As key elements within the central dogma, DNA, RNA, and proteins play crucial roles in maintaining life by guaranteeing accurate genetic expression and implementation. Although research on these molecules has profoundly impacted fields like medicine, agriculture, and industry, the diversity of machine learning approaches-from traditional statistical methods to deep learning models and large language models-poses challenges for researchers in choosing the most suitable models for specific tasks, especially for cross-omics and multi-omics tasks due to the lack of comprehensive benchmarks. To address this, we introduce the first comprehensive multi-omics benchmark COMET (Benchmark for Biological COmprehensive Multi-omics Evaluation Tasks and Language Models), designed to evaluate models across single-omics, cross-omics, and multi-omics tasks. First, we curate and develop a diverse collection of downstream tasks and datasets covering key structural and functional aspects in DNA, RNA, and proteins, including tasks that span multiple omics levels. Then, we evaluate existing foundational language models for DNA, RNA, and proteins, as well as the newly proposed multi-omics method, offering valuable insights into their performance in integrating and analyzing data from different biological modalities. This benchmark aims to define critical issues in multi-omics research and guide future directions, ultimately promoting advancements in understanding biological processes through integrated and different omics data analysis.
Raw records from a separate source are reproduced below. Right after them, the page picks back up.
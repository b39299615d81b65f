//! TopoJSON decoding.
//!
//! A topology stores shared boundary arcs once and lets each geometry refer
//! to them by index. `feature` expands an object back into standalone
//! features; `mesh` emits each referenced arc exactly once, which is how
//! shared borders are drawn without doubling strokes.

use glam::{DVec2, dvec2};
use indexmap::IndexMap;
use serde::{Deserialize, Deserializer};

use super::{Feature, Geometry};
use crate::errors::TopologyError;

/// Quantization transform
#[derive(Debug, Clone, Copy, PartialEq, Deserialize)]
pub struct Transform {
    pub scale: [f64; 2],
    pub translate: [f64; 2],
}

impl Transform {
    fn apply(&self, x: f64, y: f64) -> DVec2 {
        dvec2(
            x * self.scale[0] + self.translate[0],
            y * self.scale[1] + self.translate[1],
        )
    }
}

/// A TopoJSON topology as supplied by the host
#[derive(Debug, Clone, Deserialize)]
pub struct Topology {
    #[serde(default)]
    pub transform: Option<Transform>,
    #[serde(default)]
    pub arcs: Vec<Vec<Vec<f64>>>,
    #[serde(default)]
    pub objects: IndexMap<String, TopoObject>,
}

/// One named object or nested geometry. Arc references and coordinates are
/// kept as raw JSON and interpreted according to `kind`.
#[derive(Debug, Clone, Deserialize)]
pub struct TopoObject {
    #[serde(rename = "type", default, deserialize_with = "null_as_empty")]
    pub kind: String,
    #[serde(default)]
    pub id: Option<serde_json::Value>,
    #[serde(default)]
    pub properties: Option<serde_json::Map<String, serde_json::Value>>,
    #[serde(default)]
    pub arcs: serde_json::Value,
    #[serde(default)]
    pub coordinates: serde_json::Value,
    #[serde(default)]
    pub geometries: Vec<TopoObject>,
}

/// Null geometries have `"type": null`
fn null_as_empty<'de, D: Deserializer<'de>>(d: D) -> Result<String, D::Error> {
    Ok(Option::<String>::deserialize(d)?.unwrap_or_default())
}

/// Which arcs `mesh` keeps
#[derive(Debug, Clone, Copy, PartialEq, Eq)]
pub enum MeshFilter {
    /// Every arc, once
    All,
    /// Arcs shared by two different geometries
    Interior,
    /// Arcs used by a single geometry
    Exterior,
}

impl Topology {
    pub fn from_json(json: &str) -> Result<Self, TopologyError> {
        Ok(serde_json::from_str(json)?)
    }

    pub fn object(&self, name: &str) -> Option<&TopoObject> {
        self.objects.get(name)
    }

    /// First object present among `names`, with the name that matched
    pub fn first_object<'a>(&'a self, names: &[&'a str]) -> Option<(&'a str, &'a TopoObject)> {
        names
            .iter()
            .find_map(|name| self.objects.get(*name).map(|obj| (*name, obj)))
    }

    /// Decode the arc table into absolute coordinates
    pub fn decode_arcs(&self) -> Vec<Vec<DVec2>> {
        self.arcs
            .iter()
            .map(|arc| match &self.transform {
                Some(t) => {
                    let (mut x, mut y) = (0.0, 0.0);
                    arc.iter()
                        .filter(|p| p.len() >= 2)
                        .map(|p| {
                            x += p[0];
                            y += p[1];
                            t.apply(x, y)
                        })
                        .collect()
                }
                None => arc
                    .iter()
                    .filter(|p| p.len() >= 2)
                    .map(|p| dvec2(p[0], p[1]))
                    .collect(),
            })
            .collect()
    }

    /// Expand an object into features. A `GeometryCollection` yields one
    /// feature per member; anything else yields a single feature.
    pub fn features(&self, object: &TopoObject) -> Result<Vec<Feature>, TopologyError> {
        let arcs = self.decode_arcs();
        let reader = ArcReader { topology: self, arcs: &arcs };
        if object.kind == "GeometryCollection" {
            object.geometries.iter().map(|g| reader.feature(g)).collect()
        } else {
            Ok(vec![reader.feature(object)?])
        }
    }

    /// Merge every member of an object into a single feature
    pub fn merged_feature(&self, object: &TopoObject) -> Result<Feature, TopologyError> {
        let arcs = self.decode_arcs();
        let reader = ArcReader { topology: self, arcs: &arcs };
        let geometry = reader.geometry(object)?;
        Ok(Feature {
            id: object.id.as_ref().and_then(id_string),
            properties: object.properties.clone().unwrap_or_default(),
            geometry,
        })
    }

    /// Boundary lines of an object, each arc emitted once
    pub fn mesh(&self, object: &TopoObject, filter: MeshFilter) -> Result<Geometry, TopologyError> {
        // arc index -> indices of the geometries referencing it
        let mut geoms_by_arc: IndexMap<usize, Vec<usize>> = IndexMap::new();
        let mut members = Vec::new();
        flatten_collection(object, &mut members);

        for (geom_index, geom) in members.iter().enumerate() {
            let mut refs = Vec::new();
            collect_arc_refs(&geom.arcs, &mut refs);
            for index in refs {
                let arc = resolve_index(index, self.arcs.len())?;
                let users = geoms_by_arc.entry(arc).or_default();
                if users.last() != Some(&geom_index) {
                    users.push(geom_index);
                }
            }
        }

        let arcs = self.decode_arcs();
        let lines = geoms_by_arc
            .iter()
            .filter(|(_, users)| {
                let first = users.first();
                let last = users.last();
                match filter {
                    MeshFilter::All => true,
                    MeshFilter::Interior => first != last,
                    MeshFilter::Exterior => first == last,
                }
            })
            .map(|(arc, _)| arcs[*arc].clone())
            .collect();
        Ok(Geometry::MultiLineString(lines))
    }
}

fn flatten_collection<'a>(object: &'a TopoObject, out: &mut Vec<&'a TopoObject>) {
    if object.kind == "GeometryCollection" {
        for g in &object.geometries {
            flatten_collection(g, out);
        }
    } else {
        out.push(object);
    }
}

fn collect_arc_refs(value: &serde_json::Value, out: &mut Vec<i64>) {
    match value {
        serde_json::Value::Number(n) => out.extend(n.as_i64()),
        serde_json::Value::Array(items) => items.iter().for_each(|v| collect_arc_refs(v, out)),
        _ => {}
    }
}

/// Map a possibly-negative arc reference (`!i` means reversed) to a table index
fn resolve_index(index: i64, count: usize) -> Result<usize, TopologyError> {
    let arc = if index < 0 { !index } else { index };
    usize::try_from(arc)
        .ok()
        .filter(|a| *a < count)
        .ok_or(TopologyError::ArcOutOfRange { index, count })
}

fn id_string(value: &serde_json::Value) -> Option<String> {
    match value {
        serde_json::Value::String(s) => Some(s.clone()),
        serde_json::Value::Number(n) => Some(n.to_string()),
        _ => None,
    }
}

struct ArcReader<'a> {
    topology: &'a Topology,
    arcs: &'a [Vec<DVec2>],
}

impl ArcReader<'_> {
    fn feature(&self, object: &TopoObject) -> Result<Feature, TopologyError> {
        Ok(Feature {
            id: object.id.as_ref().and_then(id_string),
            properties: object.properties.clone().unwrap_or_default(),
            geometry: self.geometry(object)?,
        })
    }

    fn geometry(&self, object: &TopoObject) -> Result<Option<Geometry>, TopologyError> {
        let malformed = |reason: &str| TopologyError::MalformedGeometry {
            kind: object.kind.clone(),
            reason: reason.to_string(),
        };
        let geometry = match object.kind.as_str() {
            "Point" => {
                let p: Vec<f64> = Vec::deserialize(&object.coordinates)
                    .map_err(|_| malformed("expected a position"))?;
                Geometry::Point(self.position(&p).ok_or_else(|| malformed("short position"))?)
            }
            "MultiPoint" => {
                let pts: Vec<Vec<f64>> = Vec::deserialize(&object.coordinates)
                    .map_err(|_| malformed("expected positions"))?;
                Geometry::MultiPoint(pts.iter().filter_map(|p| self.position(p)).collect())
            }
            "LineString" => {
                let refs: Vec<i64> = Vec::deserialize(&object.arcs)
                    .map_err(|_| malformed("expected arc indices"))?;
                Geometry::LineString(self.line(&refs)?)
            }
            "MultiLineString" => {
                let lines: Vec<Vec<i64>> = Vec::deserialize(&object.arcs)
                    .map_err(|_| malformed("expected arc index lists"))?;
                Geometry::MultiLineString(
                    lines.iter().map(|l| self.line(l)).collect::<Result<_, _>>()?,
                )
            }
            "Polygon" => {
                let rings: Vec<Vec<i64>> = Vec::deserialize(&object.arcs)
                    .map_err(|_| malformed("expected ring arc lists"))?;
                Geometry::Polygon(self.polygon(&rings)?)
            }
            "MultiPolygon" => {
                let polys: Vec<Vec<Vec<i64>>> = Vec::deserialize(&object.arcs)
                    .map_err(|_| malformed("expected polygon ring lists"))?;
                Geometry::MultiPolygon(
                    polys.iter().map(|p| self.polygon(p)).collect::<Result<_, _>>()?,
                )
            }
            "GeometryCollection" => Geometry::Collection(
                object
                    .geometries
                    .iter()
                    .filter_map(|g| self.geometry(g).transpose())
                    .collect::<Result<_, _>>()?,
            ),
            // A null geometry carries properties only
            _ if object.arcs.is_null() && object.coordinates.is_null() => return Ok(None),
            _ => return Err(malformed("unsupported geometry type")),
        };
        Ok(Some(geometry))
    }

    fn position(&self, p: &[f64]) -> Option<DVec2> {
        if p.len() < 2 {
            return None;
        }
        Some(match &self.topology.transform {
            Some(t) => t.apply(p[0], p[1]),
            None => dvec2(p[0], p[1]),
        })
    }

    /// Stitch arcs into one coordinate run, dropping duplicated join points
    fn line(&self, refs: &[i64]) -> Result<Vec<DVec2>, TopologyError> {
        let mut points: Vec<DVec2> = Vec::new();
        for &index in refs {
            let arc = &self.arcs[resolve_index(index, self.arcs.len())?];
            if !points.is_empty() {
                points.pop();
            }
            if index < 0 {
                points.extend(arc.iter().rev().copied());
            } else {
                points.extend(arc.iter().copied());
            }
        }
        Ok(points)
    }

    fn ring(&self, refs: &[i64]) -> Result<Vec<DVec2>, TopologyError> {
        let mut points = self.line(refs)?;
        // Degenerate rings still need to close
        while !points.is_empty() && points.len() < 4 {
            points.push(points[0]);
        }
        Ok(points)
    }

    fn polygon(&self, rings: &[Vec<i64>]) -> Result<Vec<Vec<DVec2>>, TopologyError> {
        rings.iter().map(|r| self.ring(r)).collect()
    }
}

#[cfg(test)]
pub(crate) mod tests {
    use super::*;

    /// Two unit squares side by side sharing the edge x = 1.
    /// Arc 0 is the shared edge, arcs 1 and 2 the outer boundaries.
    pub(crate) const TWO_SQUARES: &str = r#"{
        "type": "Topology",
        "arcs": [
            [[1, 0], [1, 1]],
            [[1, 1], [0, 1], [0, 0], [1, 0]],
            [[1, 0], [2, 0], [2, 1], [1, 1]]
        ],
        "objects": {
            "squares": {
                "type": "GeometryCollection",
                "geometries": [
                    {"type": "Polygon", "id": "06", "properties": {"name": "West"}, "arcs": [[0, 1]]},
                    {"type": "Polygon", "id": 48, "properties": {"name": "East"}, "arcs": [[2, -1]]}
                ]
            }
        }
    }"#;

    #[test]
    fn decodes_features_with_ids_and_properties() {
        let topo = Topology::from_json(TWO_SQUARES).unwrap();
        let features = topo.features(topo.object("squares").unwrap()).unwrap();
        assert_eq!(features.len(), 2);
        assert_eq!(features[0].id.as_deref(), Some("06"));
        assert_eq!(features[1].id.as_deref(), Some("48"));
        assert_eq!(features[1].name().as_deref(), Some("East"));
    }

    #[test]
    fn stitches_rings_without_duplicate_joins() {
        let topo = Topology::from_json(TWO_SQUARES).unwrap();
        let features = topo.features(topo.object("squares").unwrap()).unwrap();
        let Some(Geometry::Polygon(rings)) = &features[0].geometry else {
            panic!("expected polygon");
        };
        assert_eq!(
            rings[0],
            vec![dvec2(1.0, 0.0), dvec2(1.0, 1.0), dvec2(0.0, 1.0), dvec2(0.0, 0.0), dvec2(1.0, 0.0)]
        );
        let Some(Geometry::Polygon(rings)) = &features[1].geometry else {
            panic!("expected polygon");
        };
        // Reversed reference walks the shared edge downward
        assert_eq!(rings[0].last(), Some(&dvec2(1.0, 0.0)));
        assert_eq!(rings[0].len(), 5);
    }

    #[test]
    fn quantized_arcs_are_delta_decoded() {
        let json = r#"{
            "type": "Topology",
            "transform": {"scale": [0.5, 2.0], "translate": [10, 20]},
            "arcs": [[[0, 0], [2, 1], [2, 1]]],
            "objects": {}
        }"#;
        let topo = Topology::from_json(json).unwrap();
        let arcs = topo.decode_arcs();
        assert_eq!(arcs[0], vec![dvec2(10.0, 20.0), dvec2(11.0, 22.0), dvec2(12.0, 24.0)]);
    }

    #[test]
    fn interior_mesh_keeps_only_shared_edge() {
        let topo = Topology::from_json(TWO_SQUARES).unwrap();
        let obj = topo.object("squares").unwrap();
        let Geometry::MultiLineString(lines) = topo.mesh(obj, MeshFilter::Interior).unwrap() else {
            panic!("expected lines");
        };
        assert_eq!(lines, vec![vec![dvec2(1.0, 0.0), dvec2(1.0, 1.0)]]);

        let Geometry::MultiLineString(all) = topo.mesh(obj, MeshFilter::All).unwrap() else {
            panic!("expected lines");
        };
        assert_eq!(all.len(), 3);

        let Geometry::MultiLineString(outer) = topo.mesh(obj, MeshFilter::Exterior).unwrap() else {
            panic!("expected lines");
        };
        assert_eq!(outer.len(), 2);
    }

    #[test]
    fn out_of_range_arc_is_an_error() {
        let json = r#"{
            "type": "Topology",
            "arcs": [[[0, 0], [1, 1]]],
            "objects": {"bad": {"type": "LineString", "arcs": [5]}}
        }"#;
        let topo = Topology::from_json(json).unwrap();
        let err = topo.features(topo.object("bad").unwrap()).unwrap_err();
        assert!(matches!(err, TopologyError::ArcOutOfRange { index: 5, count: 1 }));
    }

    #[test]
    fn first_object_respects_priority() {
        let topo = Topology::from_json(TWO_SQUARES).unwrap();
        let (name, _) = topo.first_object(&["provinces", "squares"]).unwrap();
        assert_eq!(name, "squares");
        assert!(topo.first_object(&["provinces"]).is_none());
    }
}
翻译：作为中心法则中的关键要素，DNA、RNA和蛋白质通过确保精确的基因表达与实现，在维持生命过程中发挥着至关重要的作用。尽管对这些分子的研究已深刻影响医学、农业和工业等领域，但机器学习方法的多样性——从传统统计方法到深度学习模型及大语言模型——使研究人员在选择最适合特定任务的模型时面临挑战，尤其在跨组学与多组学任务中，缺乏综合性基准更是加剧了这一难题。为此，我们提出了首个综合性多组学基准COMET（面向生物综合性多组学评估任务与语言模型的基准），旨在评估模型在单组学、跨组学及多组学任务中的表现。首先，我们整理并构建了涵盖DNA、RNA和蛋白质关键结构与功能维度的多样化下游任务与数据集，包括跨越多个组学层级的任务。随后，我们对现有的DNA、RNA及蛋白质基础语言模型以及新提出的多组学方法进行了系统评估，为这些模型在整合与分析不同生物模态数据方面的性能提供了重要见解。该基准致力于界定多组学研究中的关键问题并指引未来方向，最终通过整合性及差异化的组学数据分析，推动对生物过程理解的进步。